A photomultiplier equipped with filters is used to determine the PAR without photosynthesis . In this way, the photons between 400 and 700 nm can be registered almost equally.

The rate of photosynthesis also depends on the illuminance , depending on whether it is a sun or shade plant . See also light compensation point

Because of the direct stoichiometric relationship between the absorbed photon (in the range of 400 to 700 nm) and the photosynthetic CO ₂ bond which was photon flux density (engl. Photosynthetically Active Photon Flux Density , PPFD or shortly PFD) in biology standard. In contrast to PAR, it is measured in µmol / (m²s).
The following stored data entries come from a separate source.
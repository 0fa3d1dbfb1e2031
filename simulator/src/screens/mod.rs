//! Full-screen pages of the simulator.

mod log;

pub use log::draw_log_page;
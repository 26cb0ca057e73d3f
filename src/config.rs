// Copyright (c) 2026 ASM-Search Authors.
//
// Licensed under the Apache License, Version 2.0 (the "License");
// you may not use this file except in compliance with the License.
// You may obtain a copy of the License at
//
//     http://www.apache.org/licenses/LICENSE-2.0
//
// Unless required by applicable law or agreed to in writing, software
// distributed under the License is distributed on an "AS IS" BASIS,
// WITHOUT WARRANTIES OR CONDITIONS OF ANY KIND, either express or implied.
// See the License for the specific language governing permissions and
// limitations under the License.

//! Command line configuration.

use std::path::PathBuf;

use clap::{Parser, ValueEnum};

use crate::service::SessionConfig;
use crate::traversal::{TraversalOptions, UndecodablePolicy};

#[derive(Parser, Debug)]
#[command(
    name = "asmsearch",
    version,
    about = "Index every reachable instruction of a binary and search the disassembly"
)]
pub struct Args {
    /// Binary or dump to analyze
    #[arg(required_unless_present = "serve_engine")]
    pub binary: Option<PathBuf>,

    /// External engine program speaking the framed JSON engine protocol on stdio
    #[arg(long = "engine", value_name = "PROGRAM")]
    pub engine: Option<String>,

    /// Argument passed to the engine program (repeatable)
    #[arg(long = "engine-arg", value_name = "ARG", requires = "engine")]
    pub engine_args: Vec<String>,

    /// Command issued after opening the binary (repeatable)
    #[arg(long = "prepare", value_name = "COMMAND", default_values_t = [".reload -f".to_string(), "lm".to_string()])]
    pub prepare: Vec<String>,

    /// Command whose output lists the symbols used as starting points
    #[arg(long = "symbols-command", value_name = "COMMAND", default_value = "x *!*")]
    pub symbols_command: String,

    /// What to do with addresses the engine cannot decode
    #[arg(long = "on-undecodable", value_enum, default_value_t = OnUndecodable::Fail)]
    pub on_undecodable: OnUndecodable,

    /// Log progress every N explored addresses (0 disables)
    #[arg(long = "progress-interval", value_name = "N", default_value_t = 100)]
    pub progress_interval: usize,

    /// Ignore an existing cache and rebuild it
    #[arg(long = "rebuild", default_value_t = false)]
    pub rebuild: bool,

    /// Run the built-in engine as a protocol server on stdin/stdout
    #[arg(long = "serve-engine", default_value_t = false, conflicts_with_all = ["engine", "binary"])]
    pub serve_engine: bool,

    /// Enable debug output
    #[arg(short = 'd', long = "debug", default_value_t = false)]
    pub debug: bool,
}

#[derive(ValueEnum, Clone, Copy, Debug, PartialEq, Eq)]
pub enum OnUndecodable {
    Fail,
    Skip,
}

impl From<OnUndecodable> for UndecodablePolicy {
    fn from(v: OnUndecodable) -> Self {
        match v {
            OnUndecodable::Fail => UndecodablePolicy::Fail,
            OnUndecodable::Skip => UndecodablePolicy::Skip,
        }
    }
}

impl Args {
    pub fn session_config(&self) -> SessionConfig {
        SessionConfig {
            prepare_commands: self.prepare.clone(),
            symbols_command: self.symbols_command.clone(),
        }
    }

    pub fn traversal_options(&self) -> TraversalOptions {
        TraversalOptions {
            progress_interval: self.progress_interval,
            on_undecodable: self.on_undecodable.into(),
        }
    }

    pub fn log_spec(&self) -> &'static str {
        if self.debug {
            "debug"
        } else {
            "info"
        }
    }
}

#[cfg(test)]
mod tests {
    use super::*;
    use clap::CommandFactory;

    #[test]
    fn command_definition_is_valid() {
        Args::command().debug_assert();
    }

    #[test]
    fn defaults_match_the_debugger_bootstrap() {
        let args = Args::try_parse_from(["asmsearch", "app.dll"]).unwrap();
        assert_eq!(args.binary, Some(PathBuf::from("app.dll")));
        let session = args.session_config();
        assert_eq!(session.prepare_commands, vec![".reload -f", "lm"]);
        assert_eq!(session.symbols_command, "x *!*");
        let options = args.traversal_options();
        assert_eq!(options.on_undecodable, UndecodablePolicy::Fail);
        assert_eq!(options.progress_interval, 100);
        assert_eq!(args.log_spec(), "info");
    }

    #[test]
    fn wrong_argument_count_is_a_usage_error() {
        assert!(Args::try_parse_from(["asmsearch"]).is_err());
        assert!(Args::try_parse_from(["asmsearch", "a.exe", "b.exe"]).is_err());
    }

    #[test]
    fn engine_and_policy_flags() {
        let args = Args::try_parse_from([
            "asmsearch",
            "--engine",
            "dbg-bridge",
            "--engine-arg",
            "--quiet",
            "--on-undecodable",
            "skip",
            "--prepare",
            ".load DbgModelApiXtn.dll",
            "--prepare",
            ".reload -f",
            "app.dll",
        ])
        .unwrap();
        assert_eq!(args.engine.as_deref(), Some("dbg-bridge"));
        assert_eq!(args.engine_args, vec!["--quiet"]);
        assert_eq!(args.traversal_options().on_undecodable, UndecodablePolicy::Skip);
        assert_eq!(
            args.session_config().prepare_commands,
            vec![".load DbgModelApiXtn.dll", ".reload -f"]
        );
    }

    #[test]
    fn serve_mode_needs_no_binary() {
        let args = Args::try_parse_from(["asmsearch", "--serve-engine"]).unwrap();
        assert!(args.serve_engine);
        assert!(args.binary.is_none());
    }
}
One mole corresponds to 6.022 · 10 ²³ ( Avogadro's constant ) photons, one µmol corresponds to 6.022 · 10 ¹⁷ photons.

PAR absorbed by fouling

Dividing the APAR (the absorbed PAR) by the (measurable) PAR that can be absorbed at the location results in the so-called FPAR (also specified as “fPAR”; fraction of PAR absorbed by canopy , i.e. “ PAR absorbed by fouling”) strongly correlated with the NDVI ("normalized differentiated vegetation index ") determined from satellite images .

A plant lamp is a light source that is used instead of or in addition to sunlight to improve the light-induced effect on plants (photosynthesis and photomorphogenesis).